The shop was open, that was a good sign. He walked in, the bell above the door jingling as he stepped into the empty shop, brushing snow off of his coat. A second later, Iris walked out of the back room. She stopped when she saw him.

“You’re not on today, right?” she asked.

She looked a little pale, but not nearly as bad as she had the night before, he noted with relief. “No,” he said. “I was just concerned. About you.”

Iris looked surprised by this and despite everything, Andrew felt guilty. Was she genuinely surprised that he might be concerned? He shrugged awkwardly. “That’s all.”

“Thanks,” Iris said. “Yeah. Yeah, I’m fine.”

“Have you eaten?”

“A little.”

She turned and squinted at him. “Wow.”

Oh shit. “What?”

“Maybe I’m the one who should be asking you that. Are you okay?”

“Of course. Why?”


Like he was going to let that lie. “No, tell me,” he said.

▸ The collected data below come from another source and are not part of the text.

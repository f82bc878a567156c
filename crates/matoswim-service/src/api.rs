//! REST API endpoints for matoswim-service.
//!
//! This module exposes the monitor's state and controls over HTTP.
//!
//! # Concurrency and Lock Acquisition
//!
//! - **tracker** (Mutex): Held only to copy out a snapshot or to apply a
//!   settings change. Never held across a poll cycle.
//! - **`state.config`** (RwLock): Read lock for the status endpoint.
//!
//! A refresh runs its cycle through the poll scheduler, which serializes it
//! with any interval or wake cycle already in flight.
//!
//! ## Error Handling
//!
//! All endpoints return structured JSON errors via [`AppError`].

use std::sync::Arc;

use axum::{
    Json, Router,
    extract::State,
    http::StatusCode,
    response::IntoResponse,
    routing::{get, post},
};
use serde::{Deserialize, Serialize};
use time::OffsetDateTime;
use tracing::info;

use matoswim_core::{CycleOutcome, PollStats, Reading, TrackerSnapshot};

use crate::state::AppState;

/// Lowest threshold the settings endpoint accepts.
pub const MIN_THRESHOLD: f64 = 12.0;
/// Highest threshold the settings endpoint accepts.
pub const MAX_THRESHOLD: f64 = 22.0;

/// Create the API router.
pub fn router() -> Router<Arc<AppState>> {
    Router::new()
        .route("/api/health", get(health))
        .route("/api/status", get(get_status))
        .route("/api/temperature", get(get_temperature))
        .route("/api/log", get(get_log))
        .route("/api/refresh", post(refresh))
        .route("/api/settings", get(get_settings).put(update_settings))
        .route("/api/lifecycle", post(lifecycle))
}

/// Health check response.
#[derive(Debug, Serialize)]
pub struct HealthResponse {
    pub status: &'static str,
    pub version: &'static str,
    #[serde(with = "time::serde::rfc3339")]
    pub timestamp: OffsetDateTime,
}

/// Health check endpoint.
async fn health() -> Json<HealthResponse> {
    Json(HealthResponse {
        status: "ok",
        version: env!("CARGO_PKG_VERSION"),
        timestamp: OffsetDateTime::now_utc(),
    })
}

/// Service status response.
#[derive(Debug, Serialize)]
pub struct StatusResponse {
    /// Page being polled.
    pub source_url: String,
    /// Seconds between foreground polls.
    pub interval_secs: u64,
    /// Seconds since the service started.
    pub uptime_secs: i64,
    /// Whether an alert is waiting for its debounce to expire.
    pub alert_pending: bool,
    /// Poll counters.
    pub polling: PollStats,
}

/// Poll statistics and service info.
async fn get_status(State(state): State<Arc<AppState>>) -> Json<StatusResponse> {
    let (source_url, interval_secs) = {
        let config = state.config.read().await;
        (config.source.url.clone(), config.polling.interval_secs)
    };
    let alert_pending = state.tracker().lock().await.pending_deadline().is_some();

    Json(StatusResponse {
        source_url,
        interval_secs,
        uptime_secs: (OffsetDateTime::now_utc() - state.started_at).whole_seconds(),
        alert_pending,
        polling: state.poller().stats(),
    })
}

/// Current reading as the display layer renders it.
async fn get_temperature(State(state): State<Arc<AppState>>) -> Json<TrackerSnapshot> {
    Json(state.tracker().lock().await.snapshot())
}

/// In-memory log of accepted readings.
#[derive(Debug, Serialize)]
pub struct LogResponse {
    pub count: usize,
    pub readings: Vec<Reading>,
}

/// Accepted readings in arrival order.
async fn get_log(State(state): State<Arc<AppState>>) -> Json<LogResponse> {
    let readings: Vec<Reading> = state.tracker().lock().await.log().cloned().collect();
    Json(LogResponse {
        count: readings.len(),
        readings,
    })
}

/// Result of a user-initiated refresh.
#[derive(Debug, Serialize)]
pub struct RefreshResponse {
    pub result: CycleOutcome,
    pub temperature: TrackerSnapshot,
}

/// Run a poll cycle now.
///
/// Failures are reported in the body; the previous reading stays current.
async fn refresh(State(state): State<Arc<AppState>>) -> Json<RefreshResponse> {
    let result = state.poller().refresh().await;
    let temperature = state.tracker().lock().await.snapshot();
    Json(RefreshResponse {
        result,
        temperature,
    })
}

/// Alert settings.
#[derive(Debug, Serialize)]
pub struct SettingsResponse {
    pub threshold: f64,
    pub notifications_enabled: bool,
}

/// Current alert settings.
async fn get_settings(State(state): State<Arc<AppState>>) -> Json<SettingsResponse> {
    let tracker = state.tracker().lock().await;
    Json(SettingsResponse {
        threshold: tracker.threshold(),
        notifications_enabled: tracker.notifications_enabled(),
    })
}

/// Request to change alert settings. Omitted fields are left unchanged.
#[derive(Debug, Deserialize)]
pub struct UpdateSettingsRequest {
    pub threshold: Option<f64>,
    pub notifications_enabled: Option<bool>,
}

/// Check a threshold against the picker range and step.
fn validate_threshold(threshold: f64) -> Result<(), AppError> {
    if !threshold.is_finite() || !(MIN_THRESHOLD..=MAX_THRESHOLD).contains(&threshold) {
        return Err(AppError::BadRequest(format!(
            "threshold {} out of range ({:.1}-{:.1})",
            threshold, MIN_THRESHOLD, MAX_THRESHOLD
        )));
    }
    if ((threshold * 10.0).round() / 10.0 - threshold).abs() > 1e-9 {
        return Err(AppError::BadRequest(format!(
            "threshold {} must have at most one decimal place",
            threshold
        )));
    }
    Ok(())
}

/// Update alert settings.
///
/// # Errors
///
/// Returns [`AppError::BadRequest`] if the threshold is outside 12.0-22.0 or
/// has more than one decimal place. Nothing is changed in that case.
async fn update_settings(
    State(state): State<Arc<AppState>>,
    Json(request): Json<UpdateSettingsRequest>,
) -> Result<Json<SettingsResponse>, AppError> {
    if let Some(threshold) = request.threshold {
        validate_threshold(threshold)?;
    }

    let mut tracker = state.tracker().lock().await;
    if let Some(threshold) = request.threshold {
        tracker.set_threshold(threshold);
    }
    if let Some(enabled) = request.notifications_enabled {
        tracker.set_notifications_enabled(enabled);
    }

    Ok(Json(SettingsResponse {
        threshold: tracker.threshold(),
        notifications_enabled: tracker.notifications_enabled(),
    }))
}

/// Process lifecycle phase.
#[derive(Debug, Clone, Copy, PartialEq, Eq, Serialize, Deserialize)]
#[serde(rename_all = "lowercase")]
pub enum Phase {
    Foreground,
    Background,
}

/// Lifecycle transition request.
#[derive(Debug, Deserialize)]
pub struct LifecycleRequest {
    pub phase: Phase,
}

/// Lifecycle transition result.
#[derive(Debug, Serialize)]
pub struct LifecycleResponse {
    pub phase: Phase,
    /// Whether interval polling is running.
    pub active: bool,
    /// Whether a background wake was registered by this transition.
    pub wake_registered: bool,
    /// Why the host refused the background wake, if it did.
    pub wake_error: Option<String>,
}

/// Move between foreground and background.
///
/// Entering the background pauses interval polling and registers a wake.
/// Entering the foreground cancels the wake and polls right away.
async fn lifecycle(
    State(state): State<Arc<AppState>>,
    Json(request): Json<LifecycleRequest>,
) -> Json<LifecycleResponse> {
    let poller = state.poller();
    let registrar = state.registrar.as_ref();

    let wake_error = match request.phase {
        Phase::Background => poller
            .enter_background(registrar)
            .err()
            .map(|e| e.to_string()),
        Phase::Foreground => {
            poller.enter_foreground(registrar);
            None
        }
    };
    info!("Lifecycle phase: {:?}", request.phase);

    Json(LifecycleResponse {
        phase: request.phase,
        active: poller.is_active(),
        wake_registered: request.phase == Phase::Background && wake_error.is_none(),
        wake_error,
    })
}

/// Application error type.
#[derive(Debug)]
pub enum AppError {
    BadRequest(String),
    Internal(String),
}

impl IntoResponse for AppError {
    fn into_response(self) -> axum::response::Response {
        let (status, message) = match self {
            AppError::BadRequest(msg) => (StatusCode::BAD_REQUEST, msg),
            AppError::Internal(msg) => (StatusCode::INTERNAL_SERVER_ERROR, msg),
        };

        let body = serde_json::json!({
            "error": message,
        });

        (status, Json(body)).into_response()
    }
}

Looking like she’d rather do anything else in the world, Iris grimaced. “I thought it was just my thoughts getting jumbled last night, but I felt it again when you came in here.”

“Felt what?”

It must be bad if she was this hesitant to say it. But Iris finally sighed. “Felt desperately lonely.”

“I’m not lonely,” Andrew scoffed. “That must have been you.”

“Nope,” Iris said. “I know my feelings. And my shields aren’t as prepared as they usually are. Are you alright?”

He remembered last night, that inappropriate moment of…fuck. Of loneliness. Not that he was going to tell her that.

“I’m fine,” he said. “I just came by to make sure you were alright. I’m going to get going though.”

Iris looked skeptical, but they weren’t having this conversation. So he started to move toward the door. “Now that I know you’re alive, I’ll be here tomorrow,” he said.

“No, it’s going to be a blizzard.”

He glanced outside, where the snowflakes were even lighter than they’d been when he got here. Then he turned back to Iris, who gave him a knowing look. He sighed. “Fine,” he said. “I’ll be here the day after.”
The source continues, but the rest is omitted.